A Ariadne le fascinaba escucharlo decir eso para indicar a todos los presentes que la decisión estaba tomada y que nada lo haría cambiar de idea. Era la forma en que demostraba su poder absoluto como dios reencarnado de Egipto.

La princesa estaba absorta observando al faraón. Esta vez había encontrado la forma de llegar hasta el balcón que se encontraba sobre la gran sala del trono. Ahí era más cómodo y seguro para pasar desapercibida.
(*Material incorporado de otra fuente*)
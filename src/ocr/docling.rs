//! Docling sidecar OCR backend.

use super::{Document, OcrBackend, Recognition};
use anyhow::Context;
use serde::Deserialize;
use tracing::info;

/// Docling does not report a score; this is the nominal confidence we assign.
const DOCLING_CONFIDENCE: f64 = 95.0;

/// Docling sidecar response (private deserialization types).
#[derive(Debug, Deserialize)]
struct DoclingResponse {
    markdown: String,
    #[serde(default)]
    total_pages: u32,
}

pub struct DoclingBackend {
    url: String,
    client: reqwest::Client,
}

impl DoclingBackend {
    pub fn new(url: String, client: reqwest::Client) -> Self {
        Self { url, client }
    }
}

#[async_trait::async_trait]
impl OcrBackend for DoclingBackend {
    fn name(&self) -> &str {
        "docling"
    }

    async fn recognize(&self, document: &Document, _language: &str) -> anyhow::Result<Recognition> {
        use reqwest::multipart::{Form, Part};

        let part = Part::bytes(document.data.clone())
            .file_name(document.filename.clone())
            .mime_str(document.mime_type())?;

        let form = Form::new().part("file", part);

        info!("DoclingBackend: converting {} ({} bytes)", document.filename, document.data.len());

        let response = self
            .client
            .post(format!("{}/convert", self.url.trim_end_matches('/')))
            .multipart(form)
            .send()
            .await
            .context("Failed to reach Docling sidecar")?;

        if !response.status().is_success() {
            let status = response.status();
            let error_text = response.text().await.unwrap_or_default();
            anyhow::bail!("Docling sidecar error ({}): {}", status, error_text);
        }

        let docling: DoclingResponse = response
            .json()
            .await
            .context("Failed to parse Docling response")?;

        info!("DoclingBackend: {} pages converted", docling.total_pages);

        Ok(Recognition {
            text: docling.markdown,
            confidence: DOCLING_CONFIDENCE,
        })
    }
}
Sabía que no era apropiado estar ahí espiándolo. Pero se había vuelto algo obsesivo para ella. Era la única forma en la que podía estar cerca de él. Ariadne ya había aceptado el magnetismo que ejercía el soberano sobre ella. Era un arte cada uno de los movimientos, gestos y palabras de Atem. Era simplemente perfecto.

Pero había algo más. Aquella sala la tenía atrapada en una ilusión. Desde la primera vez que entró ahí, dos días atrás, comenzó a sentir e incluso soñar que había estado en ese lugar muchos años antes.
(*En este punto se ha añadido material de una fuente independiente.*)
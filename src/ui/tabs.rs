//! # Abas da Seção de Aplicações
//!
//! Quatro painéis mutuamente exclusivos. A aba ativa chega do cliente como
//! slug minúsculo (`vision`, `nlp`, `robotics`, `healthcare`) e o serde
//! rejeita qualquer outro valor antes de chegar aos handlers.

use serde::{Deserialize, Serialize};

/// Aba da seção "Где используется ИИ".
#[derive(Clone, Copy, Debug, Default, PartialEq, Eq, Hash, Serialize, Deserialize)]
#[serde(rename_all = "lowercase")]
pub enum Tab {
    /// Visão computacional (aba inicial).
    #[default]
    Vision,
    Nlp,
    Robotics,
    Healthcare,
}

impl Tab {
    /// Todas as abas, na ordem dos gatilhos.
    pub const ALL: [Tab; 4] = [Tab::Vision, Tab::Nlp, Tab::Robotics, Tab::Healthcare];

    /// Slug usado em URLs e ids HTML.
    pub fn slug(self) -> &'static str {
        match self {
            Tab::Vision => "vision",
            Tab::Nlp => "nlp",
            Tab::Robotics => "robotics",
            Tab::Healthcare => "healthcare",
        }
    }

    /// Rótulo exibido no gatilho da aba.
    pub fn label(self) -> &'static str {
        match self {
            Tab::Vision => "Зрение",
            Tab::Nlp => "NLP",
            Tab::Robotics => "Роботика",
            Tab::Healthcare => "Медицина",
        }
    }

    /// Posição em [`Tab::ALL`].
    pub fn position(self) -> usize {
        self as usize
    }
}

#[cfg(test)]
mod tests {
    use super::*;

    #[test]
    fn test_default_is_vision() {
        assert_eq!(Tab::default(), Tab::Vision);
    }

    /// Posição, slug e serde concordam entre si
    #[test]
    fn test_slug_matches_serde_and_position() {
        for (i, tab) in Tab::ALL.into_iter().enumerate() {
            assert_eq!(tab.position(), i);
            let json = serde_json::to_string(&tab).unwrap();
            assert_eq!(json, format!("\"{}\"", tab.slug()));
            let back: Tab = serde_json::from_str(&json).unwrap();
            assert_eq!(back, tab);
        }
    }

    /// Slugs desconhecidos não desserializam
    #[test]
    fn test_unknown_slug_rejected() {
        assert!(serde_json::from_str::<Tab>("\"finance\"").is_err());
        assert!(serde_json::from_str::<Tab>("\"Vision\"").is_err());
    }
}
La chica no podía descifrar si se trataba de un recuerdo o sólo un deseo.

Y es que la sala era tan bella y tan imponente que ella creía que sólo se trataba de un capricho de su corazón el pertenecer a ese lugar.

De pronto sintió la necesidad de saber un poco más sobre la gran nación del Nilo. Quería comprender todo el misticismo que envolvía a esas tierras poderosas que ya tenían más de mil años resguardando a un pueblo asombrosamente armónico.

Se levantó a toda prisa y se dirigió a las Bibliotecas del palacio. Haber estado inspeccionando los alrededores con el permiso de Atem, le daba ahora la ventaja para dar con ese sitio sin contratiempos. La chica cruzó los jardines caminando tan rápido como podía, pero la emoción hizo que comenzara a correr.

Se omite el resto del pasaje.